----- Data provided

//! Tracing middleware attaching a request-scoped trace identifier.
//!
//! A well-formed `trace-id` request header is reused so callers can correlate
//! their own logs; otherwise a fresh UUID is generated. The identifier is held
//! in task-local storage for the whole request, echoed in the `trace-id`
//! response header and picked up by [`crate::domain::Error::new`].

use std::task::{Context, Poll};

use actix_web::Error;
use actix_web::dev::{Service, ServiceRequest, ServiceResponse, Transform};
use actix_web::http::header::{HeaderName, HeaderValue};
use futures_util::future::{LocalBoxFuture, Ready, ready};
use tracing::{Instrument, error, info_span};

use crate::domain::{TRACE_ID_HEADER, TraceId};

/// Tracing middleware.
///
/// # Examples
/// ```
/// use actix_web::App;
/// use blog::Trace;
///
/// let app = App::new().wrap(Trace);
/// ```
#[derive(Clone)]
pub struct Trace;

impl<S, B> Transform<S, ServiceRequest> for Trace
where
    S: Service<ServiceRequest, Response = ServiceResponse<B>, Error = Error> + 'static,
    S::Future: 'static,
    B: 'static,
{
    type Response = ServiceResponse<B>;
    type Error = Error;
    type InitError = ();
    type Transform = TraceMiddleware<S>;
    type Future = Ready<Result<Self::Transform, Self::InitError>>;

    fn new_transform(&self, service: S) -> Self::Future {
        ready(Ok(TraceMiddleware { service }))
    }
}

/// Service wrapper produced by [`Trace`].
pub struct TraceMiddleware<S> {
    service: S,
}

fn incoming_trace_id(req: &ServiceRequest) -> Option<TraceId> {
    req.headers()
        .get(TRACE_ID_HEADER)?
        .to_str()
        .ok()?
        .parse()
        .ok()
}

impl<S, B> Service<ServiceRequest> for TraceMiddleware<S>
where
    S: Service<ServiceRequest, Response = ServiceResponse<B>, Error = Error> + 'static,
    S::Future: 'static,
    B: 'static,
{
    type Response = ServiceResponse<B>;
    type Error = Error;
    type Future = LocalBoxFuture<'static, Result<Self::Response, Self::Error>>;

    fn poll_ready(&self, cx: &mut Context<'_>) -> Poll<Result<(), Self::Error>> {
        self.service.poll_ready(cx)
    }

    fn call(&self, req: ServiceRequest) -> Self::Future {
        let trace_id = incoming_trace_id(&req).unwrap_or_else(TraceId::generate);
        let span = info_span!(
            "request",
            %trace_id,
            method = %req.method(),
            path = %req.path()
        );
        let header_value = trace_id.to_string();
        let fut = self.service.call(req);
        Box::pin(TraceId::scope(
            trace_id,
            async move {
                let mut res = fut.await?;
                match HeaderValue::from_str(&header_value) {
                    Ok(value) => {
                        res.response_mut()
                            .headers_mut()
                            .insert(HeaderName::from_static(TRACE_ID_HEADER), value);
                    }
                    Err(error) => {
                        error!(%error, "failed to encode trace identifier header");
                    }
                }
                Ok(res)
            }
            .instrument(span),
        ))
    }
}

#[cfg(test)]
mod tests {
    use super::*;
    use actix_web::{App, HttpResponse, test as actix_test, web};
    use rstest::rstest;

    use crate::domain::{ApiResult, Error as DomainError};

    async fn echo_trace_id() -> HttpResponse {
        match TraceId::current() {
            Some(id) => HttpResponse::Ok().body(id.to_string()),
            None => HttpResponse::InternalServerError().finish(),
        }
    }

    async fn header_and_body(req: actix_test::TestRequest) -> (String, String) {
        let app = actix_test::init_service(
            App::new()
                .wrap(Trace)
                .route("/", web::get().to(echo_trace_id)),
        )
        .await;
        let res = actix_test::call_service(&app, req.uri("/").to_request()).await;
        let header = res
            .headers()
            .get(TRACE_ID_HEADER)
            .expect("trace id header")
            .to_str()
            .expect("ascii header")
            .to_owned();
        let body = actix_test::read_body(res).await;
        (header, String::from_utf8(body.to_vec()).expect("utf8 body"))
    }

    #[actix_web::test]
    async fn handler_sees_the_header_value() {
        let (header, body) = header_and_body(actix_test::TestRequest::get()).await;
        assert_eq!(header, body);
    }

    #[rstest]
    #[case("00000000-0000-0000-0000-000000000001", true)]
    #[case("not-a-uuid", false)]
    #[actix_web::test]
    async fn reuses_only_well_formed_incoming_ids(#[case] incoming: &str, #[case] reused: bool) {
        let (header, _) =
            header_and_body(actix_test::TestRequest::get().insert_header((TRACE_ID_HEADER, incoming)))
                .await;
        assert_eq!(header == incoming, reused);
    }

    #[actix_web::test]
    async fn error_bodies_carry_the_trace_id() {
        let app = actix_test::init_service(App::new().wrap(Trace).route(
            "/",
            web::get().to(|| async { ApiResult::<HttpResponse>::Err(DomainError::internal("boom")) }),
        ))
        .await;
        let res = actix_test::call_service(&app, actix_test::TestRequest::get().uri("/").to_request()).await;
        let header = res
            .headers()
            .get(TRACE_ID_HEADER)
            .and_then(|value| value.to_str().ok())
            .map(str::to_owned);
        let body: DomainError = actix_test::read_body_json(res).await;
        assert_eq!(body.trace_id().map(str::to_owned), header);
    }
}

----------

● Work instructions:
Starting at the first line of the records, print each line exactly, stopping after the line that contains "fn call(&self, req: ServiceRequest)".

● Final answer:
//! Tracing middleware attaching a request-scoped trace identifier.
//!
//! A well-formed `trace-id` request header is reused so callers can correlate
//! their own logs; otherwise a fresh UUID is generated. The identifier is held
//! in task-local storage for the whole request, echoed in the `trace-id`
//! response header and picked up by [`crate::domain::Error::new`].

use std::task::{Context, Poll};

use actix_web::Error;
use actix_web::dev::{Service, ServiceRequest, ServiceResponse, Transform};
use actix_web::http::header::{HeaderName, HeaderValue};
use futures_util::future::{LocalBoxFuture, Ready, ready};
use tracing::{Instrument, error, info_span};

use crate::domain::{TRACE_ID_HEADER, TraceId};

/// Tracing middleware.
///
/// # Examples
/// ```
/// use actix_web::App;
/// use blog::Trace;
///
/// let app = App::new().wrap(Trace);
/// ```
#[derive(Clone)]
pub struct Trace;

impl<S, B> Transform<S, ServiceRequest> for Trace
where
    S: Service<ServiceRequest, Response = ServiceResponse<B>, Error = Error> + 'static,
    S::Future: 'static,
    B: 'static,
{
    type Response = ServiceResponse<B>;
    type Error = Error;
    type InitError = ();
    type Transform = TraceMiddleware<S>;
    type Future = Ready<Result<Self::Transform, Self::InitError>>;

    fn new_transform(&self, service: S) -> Self::Future {
        ready(Ok(TraceMiddleware { service }))
    }
}

/// Service wrapper produced by [`Trace`].
pub struct TraceMiddleware<S> {
    service: S,
}

fn incoming_trace_id(req: &ServiceRequest) -> Option<TraceId> {
    req.headers()
        .get(TRACE_ID_HEADER)?
        .to_str()
        .ok()?
        .parse()
        .ok()
}

impl<S, B> Service<ServiceRequest> for TraceMiddleware<S>
where
    S: Service<ServiceRequest, Response = ServiceResponse<B>, Error = Error> + 'static,
    S::Future: 'static,
    B: 'static,
{
    type Response = ServiceResponse<B>;
    type Error = Error;
    type Future = LocalBoxFuture<'static, Result<Self::Response, Self::Error>>;

    fn poll_ready(&self, cx: &mut Context<'_>) -> Poll<Result<(), Self::Error>> {
        self.service.poll_ready(cx)
    }

    fn call(&self, req: ServiceRequest) -> Self::Future {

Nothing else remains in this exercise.